I agree with another commenter on this article that there are far greater areas that need attention than a refrigerator sitting on the property of a business that is trying to do good for their community! It's time Horry County comes into the present and review a lot of antiquated and unnecessary policies and laws that govern issues that are no longer relevant and should be left to Common Sense. If Conway, specifically in this instance, is so worried about the aesthetic of their town, a community given take refrigerator is the least of their problems when addressing eyesores! Removing such a giving and thoughtful hand up is not the answer and does not reflect well on the good of the people of Horry County and their Christian belief to do God's good work. Find a way Horry County, because this costs you nothing and should be of great importance to our community. This is a way for our County Seat to show a willingness to do something for the good of the people that doesn't involve Taxation and Assessments. The citizens of this county and this state, need your support now more than ever and watching the frivolity of money being spent on things that are completely unnecessary and that do nothing for the community needs to come to a screeching halt! Frivolities belong to the wealthy and should be funded from private funding not through taxation and assessment of your county and state residents.
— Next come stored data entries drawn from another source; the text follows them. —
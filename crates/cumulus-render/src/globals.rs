//! Shader-global binding table shared between the orchestrator and the pass
//! effect.
//!
//! String keys are resolved to opaque numeric [`SlotId`] handles once at
//! startup; per-frame code deals only in handles. Texture slots live here at
//! global scope and persist across frames. Matrix and integer globals have
//! command-list scope instead; they are recorded into a
//! [`CommandList`](crate::command::CommandList) and apply only within that
//! list's pass sequence.

use std::collections::HashMap;

use crate::pool::SurfaceKind;

/// Key of the global noise-texture slot.
pub const NOISE_TEXTURE: &str = "cloud_noise";
/// Key of the frustum-corner-ray matrix slot (command-list scope).
pub const FRUSTUM_RAYS: &str = "cloud_frustum_rays";
/// Key of the frame-index slot (command-list scope).
pub const FRAME_INDEX: &str = "cloud_frame_index";
/// Key of the last-frame history texture slot.
pub const HISTORY_TEXTURE: &str = "cloud_history";
/// Key of the current cloud texture slot.
pub const CURRENT_TEXTURE: &str = "cloud_current";

/// Opaque handle for a named shader-global slot.
#[derive(Clone, Copy, Debug, PartialEq, Eq, Hash)]
pub struct SlotId(u16);

/// Process-wide key→value binding table the orchestrator writes into and the
/// pass effect reads from.
#[derive(Default)]
pub struct GlobalStore {
    names: Vec<&'static str>,
    ids: HashMap<&'static str, SlotId>,
    textures: HashMap<SlotId, SurfaceKind>,
}

impl GlobalStore {
    /// Create an empty store.
    pub fn new() -> Self {
        Self::default()
    }

    /// Resolve a string key to its slot handle, interning it on first use.
    /// Repeated calls with the same key return the same handle.
    pub fn resolve(&mut self, key: &'static str) -> SlotId {
        if let Some(&id) = self.ids.get(key) {
            return id;
        }
        let id = SlotId(self.names.len() as u16);
        self.names.push(key);
        self.ids.insert(key, id);
        id
    }

    /// The key a slot handle was resolved from.
    pub fn name(&self, slot: SlotId) -> Option<&'static str> {
        self.names.get(slot.0 as usize).copied()
    }

    /// Bind a pool surface to a texture slot at global scope.
    pub fn set_texture(&mut self, slot: SlotId, surface: SurfaceKind) {
        self.textures.insert(slot, surface);
    }

    /// The surface currently bound to a texture slot, if any.
    pub fn texture(&self, slot: SlotId) -> Option<SurfaceKind> {
        self.textures.get(&slot).copied()
    }

    /// Drop all texture bindings. Slot handles stay valid.
    pub fn clear_textures(&mut self) {
        self.textures.clear();
    }
}

#[cfg(test)]
mod tests {
    use super::*;

    #[test]
    fn test_resolve_interns_once() {
        let mut store = GlobalStore::new();
        let a = store.resolve(NOISE_TEXTURE);
        let b = store.resolve(NOISE_TEXTURE);
        assert_eq!(a, b);
        assert_eq!(store.name(a), Some(NOISE_TEXTURE));
    }

    #[test]
    fn test_distinct_keys_get_distinct_slots() {
        let mut store = GlobalStore::new();
        let keys = [
            NOISE_TEXTURE,
            FRUSTUM_RAYS,
            FRAME_INDEX,
            HISTORY_TEXTURE,
            CURRENT_TEXTURE,
        ];
        let slots: Vec<SlotId> = keys.iter().map(|k| store.resolve(k)).collect();
        for i in 0..slots.len() {
            for j in (i + 1)..slots.len() {
                assert_ne!(slots[i], slots[j], "{} and {}", keys[i], keys[j]);
            }
        }
    }

    #[test]
    fn test_texture_binding_overwrites() {
        let mut store = GlobalStore::new();
        let slot = store.resolve(HISTORY_TEXTURE);
        assert_eq!(store.texture(slot), None);
        store.set_texture(slot, SurfaceKind::HistoryLast);
        store.set_texture(slot, SurfaceKind::HistoryCurrent);
        assert_eq!(store.texture(slot), Some(SurfaceKind::HistoryCurrent));
    }

    #[test]
    fn test_clear_textures_keeps_handles() {
        let mut store = GlobalStore::new();
        let slot = store.resolve(NOISE_TEXTURE);
        store.set_texture(slot, SurfaceKind::Noise);
        store.clear_textures();
        assert_eq!(store.texture(slot), None);
        assert_eq!(store.resolve(NOISE_TEXTURE), slot);
    }
}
Since the mayor and city council are so concerned about a child getting trapped in a food filled refrigerator and the solid door closing and no one knowing or seeing the child in the food filled refrigerator [ohmy] then allow these amazing generous people to but a glass door refrigerator out that way if a child happens to somehow climb into a food filled refrigerator and the door closes then they will be seen by everyone who walks by, I'm sure that the officials of good ole boy city of Conway S.C has more hardened crimes to worry about and solve (like who killed that young lady and her child off Suggs street right here in Conway) besides enforcing a law that's undermining a project to feed the homeless and those who are in need especially now. IJS


Unbelievable.... City officials need to get a life. Don't they have more important things that need attention? How about our infrastructure. Oh, i forgot, $500,000 had to be donated to CCU to name the boardwalk at the baseball stadium. That was money that could have been spent on our deteriorating water lines all over the city.